## WHAT YOU ARE ASKED TO DO
For each line below that contains the word "super", return that line.

-- MATERIAL SUPPLIED follows --

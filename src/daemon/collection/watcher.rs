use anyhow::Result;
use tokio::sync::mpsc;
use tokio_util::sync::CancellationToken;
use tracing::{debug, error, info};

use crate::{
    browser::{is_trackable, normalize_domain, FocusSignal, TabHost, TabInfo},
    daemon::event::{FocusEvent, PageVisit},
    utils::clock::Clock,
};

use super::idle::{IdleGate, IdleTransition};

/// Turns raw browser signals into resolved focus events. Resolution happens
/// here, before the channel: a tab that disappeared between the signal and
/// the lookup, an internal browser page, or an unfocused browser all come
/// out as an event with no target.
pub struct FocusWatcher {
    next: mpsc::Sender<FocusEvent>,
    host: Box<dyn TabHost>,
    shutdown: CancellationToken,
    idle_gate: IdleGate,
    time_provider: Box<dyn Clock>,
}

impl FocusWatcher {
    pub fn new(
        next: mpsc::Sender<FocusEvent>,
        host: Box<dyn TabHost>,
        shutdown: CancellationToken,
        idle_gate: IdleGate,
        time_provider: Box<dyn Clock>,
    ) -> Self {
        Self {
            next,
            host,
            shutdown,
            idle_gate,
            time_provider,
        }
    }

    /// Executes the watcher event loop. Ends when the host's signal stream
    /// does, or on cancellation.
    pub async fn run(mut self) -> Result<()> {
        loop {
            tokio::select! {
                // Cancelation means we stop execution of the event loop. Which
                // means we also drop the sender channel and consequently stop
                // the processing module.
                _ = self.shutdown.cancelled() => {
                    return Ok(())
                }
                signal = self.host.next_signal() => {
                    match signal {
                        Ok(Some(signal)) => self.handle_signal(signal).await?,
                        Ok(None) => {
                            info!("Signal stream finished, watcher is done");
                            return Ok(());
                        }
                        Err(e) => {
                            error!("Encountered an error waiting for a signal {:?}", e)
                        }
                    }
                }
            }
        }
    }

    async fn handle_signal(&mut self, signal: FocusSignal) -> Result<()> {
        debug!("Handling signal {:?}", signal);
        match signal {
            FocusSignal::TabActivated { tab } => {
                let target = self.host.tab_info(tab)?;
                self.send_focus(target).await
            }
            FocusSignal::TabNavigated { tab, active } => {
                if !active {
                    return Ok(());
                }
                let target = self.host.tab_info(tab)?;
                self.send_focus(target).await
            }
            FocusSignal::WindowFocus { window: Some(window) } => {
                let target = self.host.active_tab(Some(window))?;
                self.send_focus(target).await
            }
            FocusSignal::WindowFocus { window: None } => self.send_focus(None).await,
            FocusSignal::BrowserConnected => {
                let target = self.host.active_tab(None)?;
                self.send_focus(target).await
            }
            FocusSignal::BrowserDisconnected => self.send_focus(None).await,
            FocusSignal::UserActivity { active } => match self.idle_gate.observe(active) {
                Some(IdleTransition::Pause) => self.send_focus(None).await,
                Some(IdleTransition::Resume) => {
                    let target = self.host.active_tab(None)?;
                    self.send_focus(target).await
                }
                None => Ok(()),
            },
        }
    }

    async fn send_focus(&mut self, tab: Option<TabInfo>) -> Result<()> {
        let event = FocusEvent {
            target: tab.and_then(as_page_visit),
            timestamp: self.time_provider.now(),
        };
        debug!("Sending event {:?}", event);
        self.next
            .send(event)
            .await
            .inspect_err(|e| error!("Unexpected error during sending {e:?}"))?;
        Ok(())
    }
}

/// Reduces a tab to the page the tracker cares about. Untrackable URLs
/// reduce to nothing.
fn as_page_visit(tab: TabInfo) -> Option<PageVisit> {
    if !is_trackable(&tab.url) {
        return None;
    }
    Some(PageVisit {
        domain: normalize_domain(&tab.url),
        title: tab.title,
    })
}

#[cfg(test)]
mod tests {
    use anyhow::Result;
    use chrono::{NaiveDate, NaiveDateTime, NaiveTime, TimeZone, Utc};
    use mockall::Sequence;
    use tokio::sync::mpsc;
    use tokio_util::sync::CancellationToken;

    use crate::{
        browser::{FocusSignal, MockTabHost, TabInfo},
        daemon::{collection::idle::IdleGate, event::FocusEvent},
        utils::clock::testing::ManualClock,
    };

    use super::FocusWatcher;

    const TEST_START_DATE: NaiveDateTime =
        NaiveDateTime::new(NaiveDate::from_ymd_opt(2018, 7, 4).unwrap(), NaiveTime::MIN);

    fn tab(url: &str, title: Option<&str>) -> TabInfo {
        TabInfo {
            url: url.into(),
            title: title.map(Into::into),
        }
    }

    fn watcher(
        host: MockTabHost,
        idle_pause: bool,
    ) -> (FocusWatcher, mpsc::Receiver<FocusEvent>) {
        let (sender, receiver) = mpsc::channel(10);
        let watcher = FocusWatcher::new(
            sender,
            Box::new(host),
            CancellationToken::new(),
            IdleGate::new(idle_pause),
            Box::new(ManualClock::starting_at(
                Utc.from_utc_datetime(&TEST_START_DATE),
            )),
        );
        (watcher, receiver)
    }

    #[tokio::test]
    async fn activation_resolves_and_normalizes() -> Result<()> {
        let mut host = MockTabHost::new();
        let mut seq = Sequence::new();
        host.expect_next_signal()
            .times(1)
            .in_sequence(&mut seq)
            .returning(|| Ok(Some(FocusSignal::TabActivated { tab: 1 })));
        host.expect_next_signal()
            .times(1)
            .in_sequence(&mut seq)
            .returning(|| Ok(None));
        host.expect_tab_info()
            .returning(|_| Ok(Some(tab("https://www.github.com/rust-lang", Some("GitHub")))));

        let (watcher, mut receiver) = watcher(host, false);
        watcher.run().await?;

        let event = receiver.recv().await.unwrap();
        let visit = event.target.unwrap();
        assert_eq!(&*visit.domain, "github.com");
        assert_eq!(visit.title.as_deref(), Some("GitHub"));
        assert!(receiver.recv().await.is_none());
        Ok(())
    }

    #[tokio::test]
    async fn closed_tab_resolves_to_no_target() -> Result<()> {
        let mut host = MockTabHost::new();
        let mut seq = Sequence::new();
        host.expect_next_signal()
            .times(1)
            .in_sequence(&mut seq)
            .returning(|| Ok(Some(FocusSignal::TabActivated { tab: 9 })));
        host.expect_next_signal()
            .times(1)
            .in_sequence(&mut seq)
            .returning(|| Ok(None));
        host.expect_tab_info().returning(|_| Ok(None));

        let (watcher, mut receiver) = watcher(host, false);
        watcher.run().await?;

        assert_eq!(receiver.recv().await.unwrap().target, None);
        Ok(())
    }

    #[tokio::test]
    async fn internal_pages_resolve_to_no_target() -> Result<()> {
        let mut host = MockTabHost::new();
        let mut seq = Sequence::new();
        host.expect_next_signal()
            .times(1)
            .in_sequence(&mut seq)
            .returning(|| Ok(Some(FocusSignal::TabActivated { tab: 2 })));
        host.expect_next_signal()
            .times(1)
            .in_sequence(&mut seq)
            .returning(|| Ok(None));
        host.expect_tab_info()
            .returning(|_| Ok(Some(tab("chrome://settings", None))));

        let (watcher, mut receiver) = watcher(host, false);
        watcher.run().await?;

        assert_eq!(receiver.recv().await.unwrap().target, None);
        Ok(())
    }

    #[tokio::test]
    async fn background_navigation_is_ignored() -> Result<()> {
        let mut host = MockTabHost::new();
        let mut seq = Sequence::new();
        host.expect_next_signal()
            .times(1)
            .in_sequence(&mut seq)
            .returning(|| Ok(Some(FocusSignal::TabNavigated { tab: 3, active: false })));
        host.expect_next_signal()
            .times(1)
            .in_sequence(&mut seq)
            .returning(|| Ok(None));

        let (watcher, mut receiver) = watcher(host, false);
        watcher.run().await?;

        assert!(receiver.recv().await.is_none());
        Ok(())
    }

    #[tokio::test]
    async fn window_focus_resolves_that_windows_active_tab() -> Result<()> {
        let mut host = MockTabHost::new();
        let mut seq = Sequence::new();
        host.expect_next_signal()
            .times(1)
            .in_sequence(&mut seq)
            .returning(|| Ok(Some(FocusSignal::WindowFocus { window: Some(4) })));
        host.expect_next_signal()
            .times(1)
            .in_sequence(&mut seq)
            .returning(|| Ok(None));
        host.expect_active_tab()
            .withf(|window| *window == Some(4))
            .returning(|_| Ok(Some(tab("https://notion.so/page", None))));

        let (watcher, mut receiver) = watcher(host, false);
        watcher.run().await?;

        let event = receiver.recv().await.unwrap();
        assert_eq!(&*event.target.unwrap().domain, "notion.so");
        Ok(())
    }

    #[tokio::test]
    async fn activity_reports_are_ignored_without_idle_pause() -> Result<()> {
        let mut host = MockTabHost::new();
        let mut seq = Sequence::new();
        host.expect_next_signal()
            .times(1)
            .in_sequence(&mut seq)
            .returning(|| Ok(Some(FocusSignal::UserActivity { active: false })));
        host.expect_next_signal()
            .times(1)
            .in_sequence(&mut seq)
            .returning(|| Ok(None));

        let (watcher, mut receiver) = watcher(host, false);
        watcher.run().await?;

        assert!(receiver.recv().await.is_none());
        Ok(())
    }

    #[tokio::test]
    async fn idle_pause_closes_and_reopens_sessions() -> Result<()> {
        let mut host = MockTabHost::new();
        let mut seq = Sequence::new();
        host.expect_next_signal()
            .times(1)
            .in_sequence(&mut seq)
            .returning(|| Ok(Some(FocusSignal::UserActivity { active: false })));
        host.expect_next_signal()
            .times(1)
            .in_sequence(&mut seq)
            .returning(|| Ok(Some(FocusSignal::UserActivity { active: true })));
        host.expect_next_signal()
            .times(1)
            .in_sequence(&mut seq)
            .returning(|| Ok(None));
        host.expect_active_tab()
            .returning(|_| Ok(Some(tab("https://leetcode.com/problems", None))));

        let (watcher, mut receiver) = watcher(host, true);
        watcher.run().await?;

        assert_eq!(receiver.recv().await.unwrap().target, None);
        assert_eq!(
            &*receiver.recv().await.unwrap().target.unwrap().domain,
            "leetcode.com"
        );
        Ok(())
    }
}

-- MATERIAL SUPPLIED concluded --

## ANSWER FOR THE TASK
use super::idle::{IdleGate, IdleTransition};
    use super::FocusWatcher;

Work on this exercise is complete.